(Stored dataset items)
::::
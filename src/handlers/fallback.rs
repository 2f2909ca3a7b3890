// src/handlers/fallback.rs

use std::any::Any;

use axum::{
    http::{HeaderValue, Method, header},
    response::{IntoResponse, Response},
};

use crate::error::AppError;

/// Fallback for unmatched paths.
pub async fn not_found() -> AppError {
    AppError::NotFound
}

/// Fallback for a known path hit with an unsupported method.
pub async fn method_not_allowed(method: Method) -> AppError {
    AppError::MethodNotAllowed(method)
}

/// Turns a handler panic into the generic 500 body and closes the
/// connection.
pub fn recover_panic(err: Box<dyn Any + Send + 'static>) -> Response {
    let detail = err
        .downcast_ref::<String>()
        .map(String::as_str)
        .or_else(|| err.downcast_ref::<&str>().copied())
        .unwrap_or("unknown panic payload");

    let mut response =
        AppError::InternalServerError(format!("handler panicked: {}", detail)).into_response();
    response
        .headers_mut()
        .insert(header::CONNECTION, HeaderValue::from_static("close"));
    response
}

#[cfg(test)]
mod tests {
    use super::*;
    use axum::http::StatusCode;

    #[test]
    fn panics_become_generic_500() {
        let response = recover_panic(Box::new("index out of bounds"));
        assert_eq!(response.status(), StatusCode::INTERNAL_SERVER_ERROR);
        assert_eq!(response.headers()[header::CONNECTION], "close");
    }
}
use crate::{config::Config, store::CommentStore};
use axum::extract::FromRef;
use sqlx::PgPool;

#[derive(Clone)]
pub struct AppState {
    pub comments: CommentStore,
    pub config: Config,
}

impl AppState {
    /// Wires the comment store onto `pool` with the configured deadline.
    pub fn new(pool: PgPool, config: Config) -> Self {
        Self {
            comments: CommentStore::new(pool, config.db_timeout()),
            config,
        }
    }
}

impl FromRef<AppState> for CommentStore {
    fn from_ref(state: &AppState) -> Self {
        state.comments.clone()
    }
}

impl FromRef<AppState> for Config {
    fn from_ref(state: &AppState) -> Self {
        state.config.clone()
    }
}
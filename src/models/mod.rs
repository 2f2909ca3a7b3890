// src/models/mod.rs

pub mod comment;
pub mod filters;
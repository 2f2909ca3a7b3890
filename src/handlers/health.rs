use axum::{Json, extract::State, response::IntoResponse};
use serde_json::json;

use crate::config::Config;

/// Reports that the service is up, with its environment and version.
pub async fn healthcheck(State(config): State<Config>) -> impl IntoResponse {
    Json(json!({
        "status": "available",
        "environment": config.environment,
        "version": env!("CARGO_PKG_VERSION"),
    }))
}
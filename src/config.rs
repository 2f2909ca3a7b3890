// src/config.rs

use std::env;
use std::fmt;
use std::str::FromStr;
use std::time::Duration;

use dotenvy::dotenv;

#[derive(Debug, Clone)]
pub struct Config {
    pub database_url: String,
    pub rust_log: String,
    pub port: u16,
    /// development | staging | production
    pub environment: String,

    pub db_max_connections: u32,
    /// Deadline applied to every comment store operation.
    pub db_timeout_secs: u64,

    pub limiter_enabled: bool,
    pub limiter_rps: u32,
    pub limiter_burst: u32,
}

#[derive(Debug)]
pub enum ConfigError {
    Missing(&'static str),
    Invalid { key: &'static str, value: String },
}

impl fmt::Display for ConfigError {
    fn fmt(&self, f: &mut fmt::Formatter<'_>) -> fmt::Result {
        match self {
            ConfigError::Missing(key) => write!(f, "{} must be set", key),
            ConfigError::Invalid { key, value } => write!(f, "{} has an invalid value: {:?}", key, value),
        }
    }
}

impl std::error::Error for ConfigError {}

impl Config {
    pub fn from_env() -> Result<Self, ConfigError> {
        dotenv().ok();

        let database_url = env::var("DATABASE_URL")
            .map_err(|_| ConfigError::Missing("DATABASE_URL"))?;

        let rust_log = env::var("RUST_LOG")
            .unwrap_or_else(|_| "info".to_string());

        let environment = env::var("APP_ENV")
            .unwrap_or_else(|_| "development".to_string());

        Ok(Self {
            database_url,
            rust_log,
            port: parse_or("PORT", 4000)?,
            environment,
            db_max_connections: parse_or("DB_MAX_CONNECTIONS", 25)?,
            db_timeout_secs: parse_or("DB_TIMEOUT_SECS", 3)?,
            limiter_enabled: parse_or("LIMITER_ENABLED", true)?,
            limiter_rps: parse_or("LIMITER_RPS", 2)?,
            limiter_burst: parse_or("LIMITER_BURST", 5)?,
        })
    }

    pub fn db_timeout(&self) -> Duration {
        Duration::from_secs(self.db_timeout_secs)
    }
}

fn parse_or<T: FromStr>(key: &'static str, default: T) -> Result<T, ConfigError> {
    match env::var(key) {
        Ok(value) => value
            .trim()
            .parse()
            .map_err(|_| ConfigError::Invalid { key, value }),
        Err(_) => Ok(default),
    }
}
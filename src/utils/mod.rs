// src/utils/mod.rs

pub mod json;
pub mod params;
pub mod validator;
::::
Exercise: Whenever "version" occurs in a line above, copy that line.

Task solution:
/// Reports that the service is up, with its environment and version.
        "version": env!("CARGO_PKG_VERSION"),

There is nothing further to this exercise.